▸ Required work
Within the records below, find each line with the word "join" and copy it out.

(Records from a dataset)
══════════
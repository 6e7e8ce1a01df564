//! PNG format support.
//!
//! Reads PNG files of any color type and writes 8-bit PNGs. PNG is the
//! output format because it is lossless and carries an alpha channel.
//!
//! # Features
//!
//! - 1/2/4/8/16-bit input, palette and tRNS expanded on read
//! - Gray, gray+alpha, RGB and RGBA
//! - Deterministic in-memory encoding (same pixels, same bytes)
//!
//! # Example
//!
//! ```rust,ignore
//! use alphamerge_io::png;
//!
//! let image = png::read("input.png")?;
//! let bytes = png::encode(&image)?;
//! ```

use crate::{Format, ImageData, IoError, IoResult};
use std::fs::File;
use std::io::BufReader;
use std::path::Path;

/// Reads a PNG file from the given path.
///
/// Single-channel sources stay single-channel; 16-bit samples are kept
/// as [`crate::PixelData::U16`].
pub fn read<P: AsRef<Path>>(path: P) -> IoResult<ImageData> {
    let file = File::open(path.as_ref())?;
    let mut decoder = png::Decoder::new(BufReader::new(file));
    decoder.set_transformations(png::Transformations::EXPAND);

    let mut reader = decoder
        .read_info()
        .map_err(|e: png::DecodingError| IoError::DecodeError(e.to_string()))?;

    let buf_size = reader
        .output_buffer_size()
        .ok_or_else(|| IoError::DecodeError("cannot determine output buffer size".into()))?;
    let mut buf = vec![0u8; buf_size];
    let info = reader
        .next_frame(&mut buf)
        .map_err(|e: png::DecodingError| IoError::DecodeError(e.to_string()))?;
    let bytes = &buf[..info.buffer_size()];

    let channels = match info.color_type {
        png::ColorType::Grayscale => 1,
        png::ColorType::GrayscaleAlpha => 2,
        png::ColorType::Rgb => 3,
        png::ColorType::Rgba => 4,
        // EXPAND turns palettes into RGB(A)
        png::ColorType::Indexed => {
            return Err(IoError::UnsupportedBitDepth(format!(
                "{:?} {:?}",
                info.color_type, info.bit_depth
            )));
        }
    };

    let image = match info.bit_depth {
        png::BitDepth::Eight => ImageData::from_u8(info.width, info.height, channels, bytes.to_vec()),
        png::BitDepth::Sixteen => {
            ImageData::from_u16(info.width, info.height, channels, bytes_to_u16(bytes))
        }
        bit_depth => {
            return Err(IoError::UnsupportedBitDepth(format!(
                "{:?} {:?}",
                info.color_type, bit_depth
            )));
        }
    };

    Ok(image.with_source(Format::Png))
}

/// Encodes an image as an 8-bit PNG in memory.
///
/// Nothing touches the filesystem here, so a failed encode never leaves
/// a partial file behind.
pub fn encode(image: &ImageData) -> IoResult<Vec<u8>> {
    let color_type = match image.channels {
        1 => png::ColorType::Grayscale,
        2 => png::ColorType::GrayscaleAlpha,
        3 => png::ColorType::Rgb,
        4 => png::ColorType::Rgba,
        n => return Err(IoError::EncodeError(format!("unsupported channel count: {}", n))),
    };

    let u8_data = image.to_u8();
    if u8_data.len() != image.sample_count() {
        return Err(IoError::EncodeError(format!(
            "expected {} samples for {}x{}x{}, got {}",
            image.sample_count(),
            image.width,
            image.height,
            image.channels,
            u8_data.len()
        )));
    }

    let mut out = Vec::new();
    let mut encoder = png::Encoder::new(&mut out, image.width, image.height);
    encoder.set_color(color_type);
    encoder.set_depth(png::BitDepth::Eight);
    encoder.set_compression(png::Compression::default());
    encoder.set_source_srgb(png::SrgbRenderingIntent::Perceptual);

    let mut png_writer = encoder
        .write_header()
        .map_err(|e| IoError::EncodeError(e.to_string()))?;
    png_writer
        .write_image_data(&u8_data)
        .map_err(|e| IoError::EncodeError(e.to_string()))?;
    png_writer
        .finish()
        .map_err(|e| IoError::EncodeError(e.to_string()))?;

    Ok(out)
}

/// Converts big-endian byte slice to u16 vector.
fn bytes_to_u16(bytes: &[u8]) -> Vec<u16> {
    bytes
        .chunks_exact(2)
        .map(|chunk| u16::from_be_bytes([chunk[0], chunk[1]]))
        .collect()
}

#[cfg(test)]
mod tests {
    use super::*;
    use crate::PixelData;

    fn write_raw(path: &Path, w: u32, h: u32, color: png::ColorType, depth: png::BitDepth, data: &[u8]) {
        let file = File::create(path).unwrap();
        let mut encoder = png::Encoder::new(std::io::BufWriter::new(file), w, h);
        encoder.set_color(color);
        encoder.set_depth(depth);
        let mut writer = encoder.write_header().unwrap();
        writer.write_image_data(data).unwrap();
        writer.finish().unwrap();
    }

    #[test]
    fn test_roundtrip_rgba() {
        let width = 16;
        let height = 16;
        let mut data = Vec::with_capacity((width * height * 4) as usize);
        for y in 0..height {
            for x in 0..width {
                data.push((x * 16) as u8);
                data.push((y * 16) as u8);
                data.push(64);
                data.push((x * y) as u8);
            }
        }

        let image = ImageData::from_u8(width, height, 4, data.clone());
        let dir = tempfile::tempdir().unwrap();
        let path = dir.path().join("rgba.png");
        std::fs::write(&path, encode(&image).unwrap()).unwrap();

        let loaded = read(&path).expect("Failed to read PNG");
        assert_eq!(loaded.width, width);
        assert_eq!(loaded.height, height);
        assert_eq!(loaded.channels, 4);
        assert_eq!(loaded.to_u8(), data);
    }

    #[test]
    fn test_grayscale_stays_single_channel() {
        let dir = tempfile::tempdir().unwrap();
        let path = dir.path().join("gray.png");
        write_raw(&path, 3, 1, png::ColorType::Grayscale, png::BitDepth::Eight, &[0, 128, 255]);

        let loaded = read(&path).unwrap();
        assert_eq!(loaded.channels, 1);
        assert_eq!(loaded.to_u8(), vec![0, 128, 255]);
    }

    #[test]
    fn test_sixteen_bit_kept() {
        let dir = tempfile::tempdir().unwrap();
        let path = dir.path().join("gray16.png");
        write_raw(&path, 2, 1, png::ColorType::Grayscale, png::BitDepth::Sixteen, &[0x12, 0x34, 0xFF, 0x00]);

        let loaded = read(&path).unwrap();
        match &loaded.data {
            PixelData::U16(v) => assert_eq!(v, &vec![0x1234, 0xFF00]),
            other => panic!("expected U16 data, got {:?}", other),
        }
        assert_eq!(loaded.to_u8(), vec![0x12, 0xFF]);
    }

    #[test]
    fn test_low_bit_gray_expanded() {
        let dir = tempfile::tempdir().unwrap();
        let path = dir.path().join("gray1.png");
        // 8 pixels, 1 bit each: 1010_1010
        write_raw(&path, 8, 1, png::ColorType::Grayscale, png::BitDepth::One, &[0b1010_1010]);

        let loaded = read(&path).unwrap();
        assert_eq!(loaded.channels, 1);
        assert_eq!(loaded.to_u8(), vec![255, 0, 255, 0, 255, 0, 255, 0]);
    }

    #[test]
    fn test_encode_is_deterministic() {
        let image = ImageData::from_u8(8, 8, 4, (0..256).map(|v| v as u8).collect());
        assert_eq!(encode(&image).unwrap(), encode(&image).unwrap());
    }

    #[test]
    fn test_encode_rejects_bad_channel_count() {
        let image = ImageData::from_u8(1, 1, 5, vec![0; 5]);
        assert!(matches!(encode(&image), Err(IoError::EncodeError(_))));
    }

    #[test]
    fn test_encode_rejects_short_buffer() {
        let image = ImageData::from_u8(4, 4, 4, vec![0; 10]);
        assert!(matches!(encode(&image), Err(IoError::EncodeError(_))));
    }
}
══════════
▸ Answer box
        let path = dir.path().join("rgba.png");
        let path = dir.path().join("gray.png");
        let path = dir.path().join("gray16.png");
        let path = dir.path().join("gray1.png");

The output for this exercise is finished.